(Stored data entries)
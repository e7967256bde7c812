//! Identity service surface: token issuance, verification, and caller
//! profile resolution.
//!
//! Every other module authenticates callers through this one. Tokens are
//! self-contained signed claims, so verification is a pure local check;
//! profile resolution happens once per service hop with no shared cache.
//! The module follows hexagonal architecture:
//!
//! - Domain types in [`domain`]
//! - Port contracts in [`ports`]
//! - Adapter implementations in [`adapters`]
//! - The signing codec in [`services`]

pub mod adapters;
pub mod domain;
pub mod ports;
pub mod services;

#[cfg(test)]
mod tests;
//! Thread-safe in-memory submission store.

use async_trait::async_trait;
use std::collections::HashMap;
use std::sync::{Arc, RwLock};

use crate::page::{Page, PageRequest};
use crate::submission::{
    domain::{Submission, SubmissionId},
    ports::{SubmissionRepository, SubmissionRepositoryError, SubmissionRepositoryResult},
};
use crate::task::domain::TaskId;

/// Thread-safe in-memory submission repository.
///
/// Keeps insertion order so listing results are deterministic.
#[derive(Debug, Clone, Default)]
pub struct InMemorySubmissionRepository {
    state: Arc<RwLock<InMemorySubmissionState>>,
}

#[derive(Debug, Default)]
struct InMemorySubmissionState {
    submissions: HashMap<SubmissionId, Submission>,
    order: Vec<SubmissionId>,
}

impl InMemorySubmissionRepository {
    /// Creates an empty in-memory repository.
    #[must_use]
    pub fn new() -> Self {
        Self::default()
    }

    fn filtered(
        &self,
        predicate: impl Fn(&Submission) -> bool,
    ) -> SubmissionRepositoryResult<Vec<Submission>> {
        let state = self.state.read().map_err(|err| {
            SubmissionRepositoryError::persistence(std::io::Error::other(err.to_string()))
        })?;
        Ok(state
            .order
            .iter()
            .filter_map(|id| state.submissions.get(id))
            .filter(|submission| predicate(submission))
            .cloned()
            .collect())
    }
}

#[async_trait]
impl SubmissionRepository for InMemorySubmissionRepository {
    async fn save(&self, submission: &Submission) -> SubmissionRepositoryResult<()> {
        let mut state = self.state.write().map_err(|err| {
            SubmissionRepositoryError::persistence(std::io::Error::other(err.to_string()))
        })?;
        if !state.submissions.contains_key(&submission.id()) {
            state.order.push(submission.id());
        }
        state.submissions.insert(submission.id(), submission.clone());
        Ok(())
    }

    async fn find_by_id(&self, id: SubmissionId) -> SubmissionRepositoryResult<Option<Submission>> {
        let state = self.state.read().map_err(|err| {
            SubmissionRepositoryError::persistence(std::io::Error::other(err.to_string()))
        })?;
        Ok(state.submissions.get(&id).cloned())
    }

    async fn list(&self, page: PageRequest) -> SubmissionRepositoryResult<Page<Submission>> {
        let filtered = self.filtered(|_| true)?;
        Ok(Page::from_filtered(filtered, page))
    }

    async fn list_by_task(
        &self,
        task_id: TaskId,
        page: PageRequest,
    ) -> SubmissionRepositoryResult<Page<Submission>> {
        let filtered = self.filtered(|submission| submission.task_id() == task_id)?;
        Ok(Page::from_filtered(filtered, page))
    }
}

## WHAT THIS TASK INVOLVES
Set the entries above down again, each one exactly as written.

## RESULT BELOW
repository e7967256bde7c812
//! Identity service surface: token issuance, verification, and caller
//! profile resolution.
//!
//! Every other module authenticates callers through this one. Tokens are
//! self-contained signed claims, so verification is a pure local check;
//! profile resolution happens once per service hop with no shared cache.
//! The module follows hexagonal architecture:
//!
//! - Domain types in [`domain`]
//! - Port contracts in [`ports`]
//! - Adapter implementations in [`adapters`]
//! - The signing codec in [`services`]

pub mod adapters;
pub mod domain;
pub mod ports;
pub mod services;

#[cfg(test)]
mod tests;
//! Thread-safe in-memory submission store.

use async_trait::async_trait;
use std::collections::HashMap;
use std::sync::{Arc, RwLock};

use crate::page::{Page, PageRequest};
use crate::submission::{
    domain::{Submission, SubmissionId},
    ports::{SubmissionRepository, SubmissionRepositoryError, SubmissionRepositoryResult},
};
use crate::task::domain::TaskId;

/// Thread-safe in-memory submission repository.
///
/// Keeps insertion order so listing results are deterministic.
#[derive(Debug, Clone, Default)]
pub struct InMemorySubmissionRepository {
    state: Arc<RwLock<InMemorySubmissionState>>,
}

#[derive(Debug, Default)]
struct InMemorySubmissionState {
    submissions: HashMap<SubmissionId, Submission>,
    order: Vec<SubmissionId>,
}

impl InMemorySubmissionRepository {
    /// Creates an empty in-memory repository.
    #[must_use]
    pub fn new() -> Self {
        Self::default()
    }

    fn filtered(
        &self,
        predicate: impl Fn(&Submission) -> bool,
    ) -> SubmissionRepositoryResult<Vec<Submission>> {
        let state = self.state.read().map_err(|err| {
            SubmissionRepositoryError::persistence(std::io::Error::other(err.to_string()))
        })?;
        Ok(state
            .order
            .iter()
            .filter_map(|id| state.submissions.get(id))
            .filter(|submission| predicate(submission))
            .cloned()
            .collect())
    }
}

#[async_trait]
impl SubmissionRepository for InMemorySubmissionRepository {
    async fn save(&self, submission: &Submission) -> SubmissionRepositoryResult<()> {
        let mut state = self.state.write().map_err(|err| {
            SubmissionRepositoryError::persistence(std::io::Error::other(err.to_string()))
        })?;
        if !state.submissions.contains_key(&submission.id()) {
            state.order.push(submission.id());
        }
        state.submissions.insert(submission.id(), submission.clone());
        Ok(())
    }

    async fn find_by_id(&self, id: SubmissionId) -> SubmissionRepositoryResult<Option<Submission>> {
        let state = self.state.read().map_err(|err| {
            SubmissionRepositoryError::persistence(std::io::Error::other(err.to_string()))
        })?;
        Ok(state.submissions.get(&id).cloned())
    }

    async fn list(&self, page: PageRequest) -> SubmissionRepositoryResult<Page<Submission>> {
        let filtered = self.filtered(|_| true)?;
        Ok(Page::from_filtered(filtered, page))
    }

    async fn list_by_task(
        &self,
        task_id: TaskId,
        page: PageRequest,
    ) -> SubmissionRepositoryResult<Page<Submission>> {
        let filtered = self.filtered(|submission| submission.task_id() == task_id)?;
        Ok(Page::from_filtered(filtered, page))
    }
}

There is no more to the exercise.